Leroy-Beaulieu was born in Rome. After spending her childhood in Italy where her father, Philippe Leroy, worked in the local film industry, she went to Paris at 16 to study drama against the advice of her parents; her father especially tried to keep her from pursuing a career that followed in his footsteps but was unsuccessful. After appearing on the stage, Leroy-Beaulieu made her screen début in Roger Vadim's 1983 comedy-drama film Surprise Party. The following year, she played Fauve Mistral in the 1984 mini-series version of Judith Krantz's novel Mistral's Daughter.
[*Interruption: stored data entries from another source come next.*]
//! Command-line surface: argument parsing only, no I/O side effects beyond
//! constructing the parsed tree. `main.rs` owns dispatch.

use clap::{Parser, Subcommand};

use crate::DEFAULT_PORT;

#[derive(Parser, Debug)]
#[command(name = "bo", version, about = "Directory sync and remote command runner")]
pub struct Cli {
    /// Repeat for more verbose logging (-v, -vv, -vvv).
    #[arg(short = 'v', long = "verbose", action = clap::ArgAction::Count, global = true)]
    pub verbose: u8,

    #[command(subcommand)]
    pub command: Command,
}

#[derive(Subcommand, Debug)]
pub enum Command {
    /// Manage the workdir -> server / command-alias mapping.
    Config {
        #[command(subcommand)]
        action: ConfigAction,
    },
    /// Rescan the current workdir and push the result to a configured server.
    Sync {
        /// Which configured server to sync to; defaults to the only one.
        server: Option<String>,
    },
    /// Run a one-off remote command without a configured alias.
    Remote {
        #[command(subcommand)]
        action: RemoteAction,
    },
    /// Listen for incoming sync and command connections.
    Server {
        #[arg(long, default_value_t = DEFAULT_PORT)]
        port: u16,
    },
    /// Anything else is looked up as a user-defined command alias.
    #[command(external_subcommand)]
    Alias(Vec<String>),
}

#[derive(Subcommand, Debug)]
pub enum ConfigAction {
    /// Register the current directory as a workdir pointed at a server.
    Init {
        host: String,
        port: u16,
        target_dir: String,
    },
    /// Forget the current directory's workdir configuration.
    Deinit,
    /// Store a named command alias for the current workdir.
    Command { name: String, argv: Vec<String> },
    /// Remove a previously stored command alias.
    RemoveCommand { name: String },
    /// List configured workdirs and their servers/aliases.
    Ls,
    /// Print the path to the config file.
    Path,
}

#[derive(Subcommand, Debug)]
pub enum RemoteAction {
    /// Run an arbitrary command on the configured server.
    Run { argv: Vec<String> },
}
//! CLI entry point: parses arguments, wires up logging, and dispatches to
//! the library's sync/command/server flows.

use std::path::Path;

use anyhow::{anyhow, bail, Context, Result};
use clap::Parser;
use log::LevelFilter;
use tokio::net::TcpStream;

use bo::cli::{Cli, Command, ConfigAction, RemoteAction};
use bo::config::{BoConfig, WorkdirConfig, WorkspaceConfig};
use bo::inventory::{FileEntryUpdate, Inventory, SyncState};
use bo::{scanner, Acceptor, ClientSession};

#[tokio::main]
async fn main() {
    let cli = Cli::parse();
    init_logging(cli.verbose);

    if let Err(e) = run(cli).await {
        eprintln!("[ERROR] (1) {e:#}");
        std::process::exit(1);
    }
}

fn init_logging(verbose: u8) {
    let level = match verbose {
        0 => LevelFilter::Warn,
        1 => LevelFilter::Info,
        2 => LevelFilter::Debug,
        _ => LevelFilter::Trace,
    };
    env_logger::Builder::new().filter_level(level).init();
}

async fn run(cli: Cli) -> Result<()> {
    match cli.command {
        Command::Config { action } => config_command(action),
        Command::Sync { server } => sync_command(server.as_deref()).await,
        Command::Remote { action } => match action {
            RemoteAction::Run { argv } => remote_run(&argv).await,
        },
        Command::Server { port } => server_command(port).await,
        Command::Alias(args) => alias_command(args).await,
    }
}

fn current_workdir_key() -> Result<String> {
    let cwd = std::env::current_dir().context("reading current directory")?;
    Ok(cwd.to_string_lossy().to_string())
}

fn config_command(action: ConfigAction) -> Result<()> {
    let mut cfg = BoConfig::load()?;
    let workdir = current_workdir_key()?;

    match action {
        ConfigAction::Init { host, port, target_dir } => {
            let cache_path = cfg
                .cache_path_for(&workdir, &target_dir, &host)?
                .to_string_lossy()
                .to_string();
            let entry = cfg.workdirs.entry(workdir.clone()).or_default();
            entry.servers.insert(
                host.clone(),
                WorkspaceConfig {
                    host,
                    port,
                    target_dir,
                    cache_path,
                },
            );
            cfg.save()?;
            println!("configured workdir {workdir}");
        }
        ConfigAction::Deinit => {
            cfg.workdirs.remove(&workdir);
            cfg.save()?;
            println!("removed workdir {workdir}");
        }
        ConfigAction::Command { name, argv } => {
            let entry = cfg.workdirs.entry(workdir).or_insert_with(WorkdirConfig::default);
            entry.commands.insert(name, argv);
            cfg.save()?;
        }
        ConfigAction::RemoveCommand { name } => {
            if let Some(entry) = cfg.workdirs.get_mut(&workdir) {
                entry.commands.remove(&name);
                cfg.save()?;
            }
        }
        ConfigAction::Ls => {
            for (workdir, wc) in &cfg.workdirs {
                println!("{workdir}");
                for (host, server) in &wc.servers {
                    println!("  server {host}: {}:{} -> {}", server.host, server.port, server.target_dir);
                }
                for (name, argv) in &wc.commands {
                    println!("  command {name}: {}", argv.join(" "));
                }
            }
        }
        ConfigAction::Path => {
            println!("{}", bo::config::config_file_path()?.display());
        }
    }
    Ok(())
}

fn resolve_server<'a>(wc: &'a WorkdirConfig, server: Option<&str>) -> Result<&'a WorkspaceConfig> {
    match server {
        Some(name) => wc
            .servers
            .get(name)
            .ok_or_else(|| anyhow!("no server named '{name}' configured for this workdir")),
        None => wc
            .servers
            .values()
            .next()
            .ok_or_else(|| anyhow!("no server configured for this workdir")),
    }
}

async fn sync_command(server: Option<&str>) -> Result<()> {
    let cfg = BoConfig::load()?;
    let cwd = std::env::current_dir().context("reading current directory")?;
    let (_, wc) = cfg
        .find_workdir(&cwd)
        .ok_or_else(|| anyhow!("{} is not a configured workdir; run 'bo config init' first", cwd.display()))?;
    let server_cfg = resolve_server(wc, server)?;

    let cache_path = Path::new(&server_cfg.cache_path);
    let mut inventory = Inventory::load(cache_path)?;
    let changed = scanner::rescan(&cwd, &mut inventory)?;
    log::info!("rescan classified {changed} path(s)");
    inventory.save(cache_path)?;

    let pending = inventory.pending_entries();
    let stream = TcpStream::connect((server_cfg.host.as_str(), server_cfg.port))
        .await
        .with_context(|| format!("connecting to {}:{}", server_cfg.host, server_cfg.port))?;
    let (r, w) = stream.into_split();
    let mut client = ClientSession::new(r, w);
    let report = client
        .sync(&server_cfg.target_dir, 65536, &pending, &cwd)
        .await?;

    for path in report.deleted.iter().chain(report.updated.iter()) {
        inventory.update(path, FileEntryUpdate::required_sync(SyncState::None))?;
    }
    inventory.save(cache_path)?;

    println!(
        "synced: {} deleted, {} updated",
        report.deleted.len(),
        report.updated.len()
    );
    Ok(())
}

async fn run_remote(target_dir: &str, sub_dir: &str, host: &str, port: u16, argv: &[String]) -> Result<()> {
    if argv.is_empty() {
        bail!("no command given");
    }
    let stream = TcpStream::connect((host, port))
        .await
        .with_context(|| format!("connecting to {host}:{port}"))?;
    let (r, w) = stream.into_split();
    let mut client = ClientSession::new(r, w);
    let code = client
        .run_command(target_dir, sub_dir, argv, |line| println!("{line}"))
        .await?;
    if code != 0 {
        std::process::exit(code);
    }
    Ok(())
}

async fn remote_run(argv: &[String]) -> Result<()> {
    let cfg = BoConfig::load()?;
    let cwd = std::env::current_dir().context("reading current directory")?;
    let (_, wc) = cfg
        .find_workdir(&cwd)
        .ok_or_else(|| anyhow!("{} is not a configured workdir; run 'bo config init' first", cwd.display()))?;
    let server_cfg = resolve_server(wc, None)?;
    run_remote(&server_cfg.target_dir, "", &server_cfg.host, server_cfg.port, argv).await
}

async fn alias_command(args: Vec<String>) -> Result<()> {
    let name = args.first().ok_or_else(|| anyhow!("missing command name"))?;
    let cfg = BoConfig::load()?;
    let cwd = std::env::current_dir().context("reading current directory")?;
    let (_, wc) = cfg
        .find_workdir(&cwd)
        .ok_or_else(|| anyhow!("{} is not a configured workdir; run 'bo config init' first", cwd.display()))?;
    let argv = wc
        .commands
        .get(name)
        .ok_or_else(|| anyhow!("'{name}' is not a known command or alias"))?;
    let server_cfg = resolve_server(wc, None)?;
    run_remote(&server_cfg.target_dir, "", &server_cfg.host, server_cfg.port, argv).await
}

async fn server_command(port: u16) -> Result<()> {
    let bind_addr = format!("0.0.0.0:{port}");
    let acceptor = Acceptor::bind(&bind_addr).await?;
    acceptor.serve().await
}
In 1985, Leroy-Beaulieu played her first major screen role (and earned a nomination for the César Award for Most Promising Actress), playing the distraught mother in the Academy Award for Best Foreign Film-nominated comedy Trois hommes et un couffin (Three Men and a Cradle). The success of Coline Serreau's comedy helped her film career and a string of parts in costume films followed such films as Andrzej Wajda's Les Possédés in 1988, Philippe Le Guay's Les Deux Fragonard, and Robert Enrico's and Richard T. Heffron's La Révolution française (Mademoiselle Leroy-Beaulieu acted out the role of Charlotte Corday in the latter production), whose release in 1989 was timed to coincide with celebrations for the bi-centenary of the 1789 Revolution.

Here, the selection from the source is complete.